Managementvergoedingen komen vaak voor. Managers verlenen hun diensten aan een exploitatievennootschap en rekenen daarvoor een managementvergoeding aan. Voor de exploitatievennootschap is die managementvergoeding een fiscaal aftrekbare kost. De management- vennootschap wordt uiteraard wel op de ontvangen vergoeding belast.

Tot zover geen probleem. Maar het gebeurt dat vennootschappen aan managers vergoedingen betalen zonder dat kan worden aangetoond dat daar werkelijke prestaties tegenover staan. Soms betaalt de vennootschap ook meer dan wat marktconform is. De fiscus zal dan artikel 49 van het Wetboek Inkomstenbelastingen (W.I.B.) bovenhalen. Op grond daarvan kan de fiscus de aftrek als beroepskosten - in dit geval een managementdienst waarvan de echtheid niet is bewezen - weigeren.

Onlangs oordeelde het hof van beroep van Antwerpen dat de exploitatievennootschap zelfs de niet-bewezen kosten toch mag aftrekken. Waarom? Volgens het hof heeft artikel 26 W.I.B. voorrang op artikel 49 W.I.B. Artikel 26 W.I.B. stelt dat wanneer een in België gevestigde onderneming abnormale of goedgunstige voordelen verleent, die voordelen bij de eigen winst worden gevoegd, tenzij die voordelen in aanmerking komen voor het bepalen van de belastbare inkomsten van de verkrijger. In het voorbeeld van de factuur voor managementdiensten die niet kunnen worden bewezen, geeft de exploitatievennootschap als het ware een cadeau aan de management-vennootschap.
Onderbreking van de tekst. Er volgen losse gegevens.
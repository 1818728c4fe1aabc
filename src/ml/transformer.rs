// ============================================================
// Layer 5 - Attention-based Builder
// ============================================================
// Transformer encoder for time-series classification, after
// the Keras "Timeseries classification with a Transformer
// model" example:
//
//   input [batch, T, F]
//     → num_transformer_blocks × EncoderBlock
//     → global average pooling over the feature axis  [batch, T]
//     → for each u in mlp_units: Dense(u, relu) → Dropout(mlp_dropout)
//     → Dense(output_classes, softmax)
//
// Each EncoderBlock is pre-norm with two residual branches:
//
//   res = x + Dropout(SelfAttention(LayerNorm(x)))
//   out = res + Conv1d(F, k=1)(Dropout(relu(Conv1d(ff_dim, k=1)(LayerNorm(res)))))
//
// The kernel-size-1 convolutions act as a position-wise
// feed-forward network over the features of each time step.
//
// Pooling averages channels-first, i.e. over the F features of
// every time step, so the MLP head sees T values per sample.

use burn::{
    nn::{
        conv::{Conv1d, Conv1dConfig},
        Dropout, DropoutConfig,
        LayerNorm, LayerNormConfig,
        Linear, LinearConfig,
    },
    prelude::*,
    tensor::activation::{relu, softmax},
};

use crate::domain::shape::InputShape;
use crate::ml::{
    attention::{SelfAttention, SelfAttentionConfig},
    check_dropout, check_input, check_units,
    summary::LayerSummary,
    ModelConfigError, SequenceClassifier,
};

#[derive(Config, Debug)]
pub struct TransformerClassifierConfig {
    pub input_shape:            InputShape,
    pub output_classes:         usize,
    #[config(default = 100)]
    pub head_size:              usize,
    #[config(default = 5)]
    pub num_heads:              usize,
    #[config(default = 3)]
    pub ff_dim:                 usize,
    #[config(default = 4)]
    pub num_transformer_blocks: usize,
    #[config(default = "vec![128]")]
    pub mlp_units:              Vec<usize>,
    #[config(default = 0.4)]
    pub dropout:                f64,
    #[config(default = 0.25)]
    pub mlp_dropout:            f64,
    #[config(default = 1e-6)]
    pub epsilon:                f64,
}

impl TransformerClassifierConfig {
    pub fn init<B: Backend>(&self, device: &B::Device) -> TransformerClassifier<B> {
        let blocks: Vec<EncoderBlock<B>> = (0..self.num_transformer_blocks)
            .map(|_| self.build_encoder_block(device))
            .collect();

        // The pooled vector has one value per time step
        let mut d_in = self.input_shape.timesteps;
        let mut mlp  = Vec::with_capacity(self.mlp_units.len());
        for &units in &self.mlp_units {
            mlp.push(LinearConfig::new(d_in, units).init(device));
            d_in = units;
        }

        TransformerClassifier {
            blocks,
            mlp,
            mlp_dropout:    DropoutConfig::new(self.mlp_dropout).init(),
            output:         LinearConfig::new(d_in, self.output_classes).init(device),
            timesteps:      self.input_shape.timesteps,
            features:       self.input_shape.features,
            output_classes: self.output_classes,
        }
    }

    fn build_encoder_block<B: Backend>(&self, device: &B::Device) -> EncoderBlock<B> {
        let features  = self.input_shape.features;
        let attention = SelfAttentionConfig::new(features, self.num_heads, self.head_size)
            .with_dropout(self.dropout)
            .init(device);
        let norm1    = LayerNormConfig::new(features).with_epsilon(self.epsilon).init(device);
        let norm2    = LayerNormConfig::new(features).with_epsilon(self.epsilon).init(device);
        let ff_conv1 = Conv1dConfig::new(features, self.ff_dim, 1).init(device);
        let ff_conv2 = Conv1dConfig::new(self.ff_dim, features, 1).init(device);
        let dropout  = DropoutConfig::new(self.dropout).init();
        EncoderBlock { norm1, attention, norm2, ff_conv1, ff_conv2, dropout }
    }

    pub fn validate(&self) -> Result<(), ModelConfigError> {
        check_input(self.input_shape, self.output_classes)?;
        check_units("attention head", self.head_size)?;
        check_units("attention heads", self.num_heads)?;
        check_units("feed-forward conv1d", self.ff_dim)?;
        for &units in &self.mlp_units {
            check_units("mlp dense", units)?;
        }
        check_dropout("dropout", self.dropout)?;
        check_dropout("mlp_dropout", self.mlp_dropout)
    }

    pub fn layers(&self) -> Vec<LayerSummary> {
        let seq      = self.input_shape.timesteps;
        let features = self.input_shape.features;
        let dropout  = self.dropout.to_string();

        let mut layers = Vec::new();
        for _ in 0..self.num_transformer_blocks {
            layers.extend([
                LayerSummary::new("LayerNorm", "", vec![seq, features]),
                LayerSummary::new(
                    "MultiHeadAttention",
                    format!("heads={}, head_size={}", self.num_heads, self.head_size),
                    vec![seq, features],
                ),
                LayerSummary::new("Dropout", dropout.clone(), vec![seq, features]),
                LayerSummary::new("Add", "", vec![seq, features]),
                LayerSummary::new("LayerNorm", "", vec![seq, features]),
                LayerSummary::new("Conv1d", format!("{}, k=1, relu", self.ff_dim), vec![seq, self.ff_dim]),
                LayerSummary::new("Dropout", dropout.clone(), vec![seq, self.ff_dim]),
                LayerSummary::new("Conv1d", format!("{features}, k=1"), vec![seq, features]),
                LayerSummary::new("Add", "", vec![seq, features]),
            ]);
        }

        layers.push(LayerSummary::new("GlobalAvgPool1d", "channels_first", vec![seq]));
        for &units in &self.mlp_units {
            layers.push(LayerSummary::new("Dense", format!("{units}, relu"), vec![units]));
            layers.push(LayerSummary::new("Dropout", self.mlp_dropout.to_string(), vec![units]));
        }
        layers.push(LayerSummary::new(
            "Dense",
            format!("{}, softmax", self.output_classes),
            vec![self.output_classes],
        ));
        layers
    }
}

/// Build the transformer classifier with default hyperparameters.
/// Use `TransformerClassifierConfig` directly to change them.
pub fn make_transformer<B: Backend>(
    input_shape:    InputShape,
    output_classes: usize,
    device:         &B::Device,
) -> TransformerClassifier<B> {
    TransformerClassifierConfig::new(input_shape, output_classes).init(device)
}

#[derive(Module, Debug)]
pub struct EncoderBlock<B: Backend> {
    pub norm1:     LayerNorm<B>,
    pub attention: SelfAttention<B>,
    pub norm2:     LayerNorm<B>,
    pub ff_conv1:  Conv1d<B>,
    pub ff_conv2:  Conv1d<B>,
    pub dropout:   Dropout,
}

impl<B: Backend> EncoderBlock<B> {
    pub fn forward(&self, inputs: Tensor<B, 3>) -> Tensor<B, 3> {
        let x   = self.attention.forward(self.norm1.forward(inputs.clone()));
        let res = self.dropout.forward(x) + inputs;

        // Conv1d is channels-first: [batch, features, seq]
        let x = self.norm2.forward(res.clone()).swap_dims(1, 2);
        let x = self.dropout.forward(relu(self.ff_conv1.forward(x)));
        let x = self.ff_conv2.forward(x).swap_dims(1, 2);
        x + res
    }
}

#[derive(Module, Debug)]
pub struct TransformerClassifier<B: Backend> {
    pub blocks:         Vec<EncoderBlock<B>>,
    pub mlp:            Vec<Linear<B>>,
    pub mlp_dropout:    Dropout,
    pub output:         Linear<B>,
    pub timesteps:      usize,
    pub features:       usize,
    pub output_classes: usize,
}

impl<B: Backend> TransformerClassifier<B> {
    /// input: [batch, timesteps, features] → [batch, output_classes]
    pub fn forward(&self, input: Tensor<B, 3>) -> Tensor<B, 2> {
        let mut x = input;
        for block in &self.blocks {
            x = block.forward(x);
        }

        let [batch, timesteps, _] = x.dims();
        let mut x: Tensor<B, 2> = x.mean_dim(2).reshape([batch, timesteps]);

        for dense in &self.mlp {
            x = self.mlp_dropout.forward(relu(dense.forward(x)));
        }
        softmax(self.output.forward(x), 1)
    }
}

impl<B: Backend> SequenceClassifier<B> for TransformerClassifier<B> {
    fn probabilities(&self, input: Tensor<B, 3>) -> Tensor<B, 2> {
        self.forward(input)
    }

    fn input_shape(&self) -> InputShape {
        InputShape::new(self.timesteps, self.features)
    }

    fn output_units(&self) -> usize {
        self.output_classes
    }
}

#[cfg(test)]
mod tests {
    use super::*;
    use burn::backend::NdArray;
    use pretty_assertions::assert_eq;

    type TestBackend = NdArray;

    fn small_config() -> TransformerClassifierConfig {
        TransformerClassifierConfig::new(InputShape::new(10, 3), 9)
            .with_head_size(4)
            .with_num_heads(2)
    }

    #[test]
    fn test_output_is_softmax_over_classes() {
        let device = Default::default();
        let model  = small_config().init::<TestBackend>(&device);

        let out = model.forward(Tensor::ones([2, 10, 3], &device));
        assert_eq!(out.dims(), [2, 9]);

        let sums = out.sum_dim(1).into_data().to_vec::<f32>().unwrap();
        for s in sums {
            assert!((s - 1.0).abs() < 1e-4, "row sums to {s}");
        }
    }

    #[test]
    fn test_default_builder_output_shape() {
        let device = Default::default();
        let model  = make_transformer::<TestBackend>(InputShape::new(8, 3), 4, &device);

        assert_eq!(model.blocks.len(), 4);
        assert_eq!(model.mlp.len(), 1);
        let out = model.forward(Tensor::zeros([1, 8, 3], &device));
        assert_eq!(out.dims(), [1, 4]);
    }

    #[test]
    fn test_block_count_follows_config() {
        let device = Default::default();
        for blocks in [0, 1, 3] {
            let cfg   = small_config().with_num_transformer_blocks(blocks);
            let model = cfg.init::<TestBackend>(&device);
            assert_eq!(model.blocks.len(), blocks);
            assert_eq!(
                cfg.layers().iter().filter(|l| l.name == "MultiHeadAttention").count(),
                blocks
            );
        }
    }

    #[test]
    fn test_mlp_stack_follows_config() {
        let device = Default::default();
        for units in [vec![], vec![32], vec![64, 32, 16]] {
            let cfg   = small_config().with_mlp_units(units.clone());
            let model = cfg.init::<TestBackend>(&device);
            assert_eq!(model.mlp.len(), units.len());

            // Hidden dense layers plus the softmax head
            let dense = cfg.layers().iter().filter(|l| l.name == "Dense").count();
            assert_eq!(dense, units.len() + 1);

            let out = model.forward(Tensor::zeros([1, 10, 3], &device));
            assert_eq!(out.dims(), [1, 9]);
        }
    }

    #[test]
    fn test_pooling_yields_one_value_per_timestep() {
        let cfg    = small_config();
        let layers = cfg.layers();
        let pool   = layers.iter().find(|l| l.name == "GlobalAvgPool1d").unwrap();
        assert_eq!(pool.output_shape, vec![10]);
    }

    #[test]
    fn test_topology_is_deterministic() {
        let device = Default::default();
        let a = small_config();
        let b = small_config();
        assert_eq!(a.layers(), b.layers());
        assert_eq!(
            a.init::<TestBackend>(&device).num_params(),
            b.init::<TestBackend>(&device).num_params()
        );
    }

    #[test]
    fn test_defaults_follow_reference_architecture() {
        let cfg = TransformerClassifierConfig::new(InputShape::new(500, 3), 9);
        assert_eq!(cfg.head_size, 100);
        assert_eq!(cfg.num_heads, 5);
        assert_eq!(cfg.ff_dim, 3);
        assert_eq!(cfg.num_transformer_blocks, 4);
        assert_eq!(cfg.mlp_units, vec![128]);
        assert_eq!(cfg.dropout, 0.4);
        assert_eq!(cfg.mlp_dropout, 0.25);
        assert!(cfg.validate().is_ok());
    }
}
Zo'n cadeau noemt men in het wetboek een 'abnormaal of goedgunstig voordeel'. Door de werking van artikel 26 W.I.B. mag dat cadeau niet belast worden in hoofde van de exploitatievennootschap omdat de managementvennootschap er wordt op belast. Zo niet zou de factuur twee keer belast worden: één keer bij de managementvennootschap en één keer bij de exploitatievennootschap.

In de praktijk dreigde op basis van deze rechtspraak een probleem. Het gevaar bestond dat een exploitatievennootschap tal van facturen zou betalen waarvan ze niet kan bewijzen dat daar echte prestaties tegenover staan.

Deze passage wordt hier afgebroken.